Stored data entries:
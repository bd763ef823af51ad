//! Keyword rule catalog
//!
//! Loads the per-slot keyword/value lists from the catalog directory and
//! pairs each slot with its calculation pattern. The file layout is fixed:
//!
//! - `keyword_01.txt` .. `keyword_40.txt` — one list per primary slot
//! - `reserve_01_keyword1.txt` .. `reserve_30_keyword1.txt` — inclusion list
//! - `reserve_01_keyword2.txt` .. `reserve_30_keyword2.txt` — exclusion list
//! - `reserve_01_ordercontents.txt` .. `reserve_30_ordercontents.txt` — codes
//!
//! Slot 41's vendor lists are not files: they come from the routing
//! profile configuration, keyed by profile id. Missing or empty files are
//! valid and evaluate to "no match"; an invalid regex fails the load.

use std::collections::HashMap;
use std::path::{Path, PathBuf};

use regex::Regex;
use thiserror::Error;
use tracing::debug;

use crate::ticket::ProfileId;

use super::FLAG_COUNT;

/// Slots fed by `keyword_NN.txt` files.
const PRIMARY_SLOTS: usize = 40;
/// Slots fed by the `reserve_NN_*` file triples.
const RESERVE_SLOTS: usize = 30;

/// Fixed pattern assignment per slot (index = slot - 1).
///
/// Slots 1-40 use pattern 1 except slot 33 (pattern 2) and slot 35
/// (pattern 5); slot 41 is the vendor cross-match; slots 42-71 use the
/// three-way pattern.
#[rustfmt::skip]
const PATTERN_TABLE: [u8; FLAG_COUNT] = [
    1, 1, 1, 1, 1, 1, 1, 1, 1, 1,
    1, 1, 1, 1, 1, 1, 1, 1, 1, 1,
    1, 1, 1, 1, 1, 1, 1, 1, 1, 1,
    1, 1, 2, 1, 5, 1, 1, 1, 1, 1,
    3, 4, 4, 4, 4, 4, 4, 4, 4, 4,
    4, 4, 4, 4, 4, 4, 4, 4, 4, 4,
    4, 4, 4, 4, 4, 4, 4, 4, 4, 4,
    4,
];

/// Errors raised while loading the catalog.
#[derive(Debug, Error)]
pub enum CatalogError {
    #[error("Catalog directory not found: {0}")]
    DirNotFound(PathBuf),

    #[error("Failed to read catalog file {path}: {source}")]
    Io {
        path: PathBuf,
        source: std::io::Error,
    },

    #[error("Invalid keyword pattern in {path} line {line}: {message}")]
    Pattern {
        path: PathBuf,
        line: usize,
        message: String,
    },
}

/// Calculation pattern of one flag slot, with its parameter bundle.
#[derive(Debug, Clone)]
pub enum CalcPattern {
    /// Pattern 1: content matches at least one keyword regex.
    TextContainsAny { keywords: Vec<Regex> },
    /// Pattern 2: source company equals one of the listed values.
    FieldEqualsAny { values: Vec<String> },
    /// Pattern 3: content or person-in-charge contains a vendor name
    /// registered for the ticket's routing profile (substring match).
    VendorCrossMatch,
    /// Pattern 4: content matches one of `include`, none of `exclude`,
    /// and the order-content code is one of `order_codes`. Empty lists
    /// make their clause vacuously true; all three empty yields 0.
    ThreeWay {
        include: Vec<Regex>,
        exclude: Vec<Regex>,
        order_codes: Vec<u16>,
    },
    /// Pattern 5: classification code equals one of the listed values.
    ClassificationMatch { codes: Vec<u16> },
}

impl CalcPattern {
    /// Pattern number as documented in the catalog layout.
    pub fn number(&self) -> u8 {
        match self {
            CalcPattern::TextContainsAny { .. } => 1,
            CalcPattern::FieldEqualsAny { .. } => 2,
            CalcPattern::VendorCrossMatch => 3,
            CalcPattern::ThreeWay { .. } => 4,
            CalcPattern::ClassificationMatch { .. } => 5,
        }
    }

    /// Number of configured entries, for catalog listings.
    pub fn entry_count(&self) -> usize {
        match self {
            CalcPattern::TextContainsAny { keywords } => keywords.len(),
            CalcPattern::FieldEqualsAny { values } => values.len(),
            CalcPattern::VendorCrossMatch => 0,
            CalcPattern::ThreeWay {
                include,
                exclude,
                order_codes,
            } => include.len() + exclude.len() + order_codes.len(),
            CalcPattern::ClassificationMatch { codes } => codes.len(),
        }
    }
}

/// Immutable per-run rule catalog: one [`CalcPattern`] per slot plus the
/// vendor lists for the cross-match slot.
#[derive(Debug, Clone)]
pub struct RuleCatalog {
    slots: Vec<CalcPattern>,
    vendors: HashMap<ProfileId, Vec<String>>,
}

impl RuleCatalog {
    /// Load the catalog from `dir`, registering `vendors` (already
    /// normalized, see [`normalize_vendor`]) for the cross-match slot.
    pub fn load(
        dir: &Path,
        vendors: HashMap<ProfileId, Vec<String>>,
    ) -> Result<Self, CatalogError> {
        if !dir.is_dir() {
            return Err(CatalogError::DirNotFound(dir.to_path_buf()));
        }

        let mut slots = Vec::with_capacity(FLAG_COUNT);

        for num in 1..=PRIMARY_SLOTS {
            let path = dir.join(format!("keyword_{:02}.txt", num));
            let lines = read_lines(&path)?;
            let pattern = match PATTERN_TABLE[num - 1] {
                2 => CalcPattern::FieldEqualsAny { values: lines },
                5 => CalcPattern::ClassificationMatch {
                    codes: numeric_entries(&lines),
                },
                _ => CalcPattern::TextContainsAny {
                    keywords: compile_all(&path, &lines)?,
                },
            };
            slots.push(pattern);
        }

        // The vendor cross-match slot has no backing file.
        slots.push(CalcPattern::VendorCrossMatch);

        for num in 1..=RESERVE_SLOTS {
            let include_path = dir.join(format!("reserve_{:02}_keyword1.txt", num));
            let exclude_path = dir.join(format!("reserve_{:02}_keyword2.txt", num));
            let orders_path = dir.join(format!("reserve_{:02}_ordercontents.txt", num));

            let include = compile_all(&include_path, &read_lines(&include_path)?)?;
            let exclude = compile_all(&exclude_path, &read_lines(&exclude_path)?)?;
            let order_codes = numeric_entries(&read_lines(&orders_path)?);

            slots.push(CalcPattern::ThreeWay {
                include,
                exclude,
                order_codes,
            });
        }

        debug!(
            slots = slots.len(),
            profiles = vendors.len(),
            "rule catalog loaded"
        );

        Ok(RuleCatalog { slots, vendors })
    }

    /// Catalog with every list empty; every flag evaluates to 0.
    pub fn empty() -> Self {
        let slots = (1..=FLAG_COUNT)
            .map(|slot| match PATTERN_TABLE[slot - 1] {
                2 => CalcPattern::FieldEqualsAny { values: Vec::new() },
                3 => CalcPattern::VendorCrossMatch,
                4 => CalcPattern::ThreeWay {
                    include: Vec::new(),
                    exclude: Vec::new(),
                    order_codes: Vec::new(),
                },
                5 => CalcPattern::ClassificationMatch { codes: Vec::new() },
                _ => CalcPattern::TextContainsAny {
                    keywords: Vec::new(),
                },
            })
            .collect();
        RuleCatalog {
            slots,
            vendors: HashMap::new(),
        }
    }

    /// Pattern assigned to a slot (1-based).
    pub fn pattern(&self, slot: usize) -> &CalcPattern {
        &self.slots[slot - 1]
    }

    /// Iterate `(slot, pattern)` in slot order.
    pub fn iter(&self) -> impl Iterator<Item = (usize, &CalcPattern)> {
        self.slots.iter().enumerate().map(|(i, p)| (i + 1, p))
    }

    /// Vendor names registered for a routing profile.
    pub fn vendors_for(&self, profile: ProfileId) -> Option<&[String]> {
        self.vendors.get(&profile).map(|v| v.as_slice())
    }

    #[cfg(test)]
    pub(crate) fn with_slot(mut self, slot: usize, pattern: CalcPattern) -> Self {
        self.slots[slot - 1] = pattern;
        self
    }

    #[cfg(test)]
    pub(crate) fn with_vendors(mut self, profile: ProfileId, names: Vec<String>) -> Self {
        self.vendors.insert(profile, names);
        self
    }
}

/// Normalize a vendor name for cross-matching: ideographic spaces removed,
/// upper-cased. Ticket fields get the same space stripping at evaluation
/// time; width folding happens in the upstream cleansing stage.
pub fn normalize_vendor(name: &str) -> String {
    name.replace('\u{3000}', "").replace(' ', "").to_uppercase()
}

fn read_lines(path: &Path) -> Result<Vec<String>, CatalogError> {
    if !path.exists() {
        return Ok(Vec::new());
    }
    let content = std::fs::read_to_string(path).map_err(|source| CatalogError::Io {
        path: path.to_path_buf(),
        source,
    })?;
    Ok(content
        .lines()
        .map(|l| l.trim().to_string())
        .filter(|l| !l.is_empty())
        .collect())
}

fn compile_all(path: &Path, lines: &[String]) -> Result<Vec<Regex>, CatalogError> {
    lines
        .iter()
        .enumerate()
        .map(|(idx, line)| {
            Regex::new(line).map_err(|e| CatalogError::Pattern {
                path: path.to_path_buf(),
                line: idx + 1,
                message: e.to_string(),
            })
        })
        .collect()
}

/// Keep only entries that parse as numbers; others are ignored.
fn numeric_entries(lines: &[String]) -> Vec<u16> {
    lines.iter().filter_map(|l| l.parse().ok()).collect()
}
--
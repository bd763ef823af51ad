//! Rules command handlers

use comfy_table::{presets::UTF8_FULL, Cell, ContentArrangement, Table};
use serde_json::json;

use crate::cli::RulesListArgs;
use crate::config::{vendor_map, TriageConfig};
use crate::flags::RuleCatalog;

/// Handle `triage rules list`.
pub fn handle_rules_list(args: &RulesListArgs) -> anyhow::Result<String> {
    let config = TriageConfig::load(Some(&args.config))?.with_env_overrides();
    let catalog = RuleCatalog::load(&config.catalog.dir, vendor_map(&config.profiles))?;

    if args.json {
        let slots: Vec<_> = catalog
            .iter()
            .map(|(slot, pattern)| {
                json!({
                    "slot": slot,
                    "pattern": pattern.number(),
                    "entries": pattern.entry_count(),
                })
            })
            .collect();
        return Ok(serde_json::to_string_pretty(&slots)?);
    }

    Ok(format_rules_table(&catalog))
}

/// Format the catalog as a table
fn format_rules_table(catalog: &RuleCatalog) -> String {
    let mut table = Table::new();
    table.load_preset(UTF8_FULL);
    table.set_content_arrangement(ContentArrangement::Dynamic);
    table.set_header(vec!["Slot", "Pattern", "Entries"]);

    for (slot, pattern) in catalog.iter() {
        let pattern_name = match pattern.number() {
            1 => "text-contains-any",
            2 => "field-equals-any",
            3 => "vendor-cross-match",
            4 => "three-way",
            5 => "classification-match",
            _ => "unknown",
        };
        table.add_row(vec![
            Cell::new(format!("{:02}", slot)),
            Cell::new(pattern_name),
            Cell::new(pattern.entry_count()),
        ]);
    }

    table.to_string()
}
==
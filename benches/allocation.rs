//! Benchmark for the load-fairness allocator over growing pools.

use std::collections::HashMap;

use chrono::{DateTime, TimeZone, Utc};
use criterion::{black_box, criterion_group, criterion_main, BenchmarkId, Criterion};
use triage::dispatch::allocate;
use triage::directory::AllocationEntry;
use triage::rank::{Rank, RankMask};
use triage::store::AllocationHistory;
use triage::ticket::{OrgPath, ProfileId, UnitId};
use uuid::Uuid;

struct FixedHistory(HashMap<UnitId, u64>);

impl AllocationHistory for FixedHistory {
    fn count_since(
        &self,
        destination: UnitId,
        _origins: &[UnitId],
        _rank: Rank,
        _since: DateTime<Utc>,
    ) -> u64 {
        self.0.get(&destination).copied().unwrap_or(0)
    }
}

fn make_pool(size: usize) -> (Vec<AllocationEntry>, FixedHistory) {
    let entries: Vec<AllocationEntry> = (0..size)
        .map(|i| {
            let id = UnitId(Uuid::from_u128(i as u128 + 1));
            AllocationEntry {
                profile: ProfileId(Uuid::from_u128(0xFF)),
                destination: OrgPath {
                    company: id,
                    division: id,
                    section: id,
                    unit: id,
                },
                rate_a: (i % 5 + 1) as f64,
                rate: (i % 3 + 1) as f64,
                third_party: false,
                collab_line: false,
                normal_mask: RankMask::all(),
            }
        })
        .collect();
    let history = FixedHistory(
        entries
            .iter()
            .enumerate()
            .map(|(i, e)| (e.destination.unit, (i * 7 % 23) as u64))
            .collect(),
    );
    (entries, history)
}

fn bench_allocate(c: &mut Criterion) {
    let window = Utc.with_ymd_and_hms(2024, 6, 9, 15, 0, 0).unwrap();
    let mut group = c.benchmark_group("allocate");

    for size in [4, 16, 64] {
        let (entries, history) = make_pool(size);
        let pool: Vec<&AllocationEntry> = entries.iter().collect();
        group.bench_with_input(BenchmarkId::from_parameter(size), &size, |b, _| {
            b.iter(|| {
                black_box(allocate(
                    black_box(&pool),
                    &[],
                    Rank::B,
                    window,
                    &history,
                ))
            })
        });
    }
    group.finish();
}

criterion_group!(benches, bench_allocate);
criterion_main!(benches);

#### What needs to be done
Filter the lines above so that only those with the string "FieldEqualsAny" remain, then copy them.

#### Output
    FieldEqualsAny { values: Vec<String> },
            CalcPattern::FieldEqualsAny { .. } => 2,
            CalcPattern::FieldEqualsAny { values } => values.len(),
                2 => CalcPattern::FieldEqualsAny { values: lines },
                2 => CalcPattern::FieldEqualsAny { values: Vec::new() },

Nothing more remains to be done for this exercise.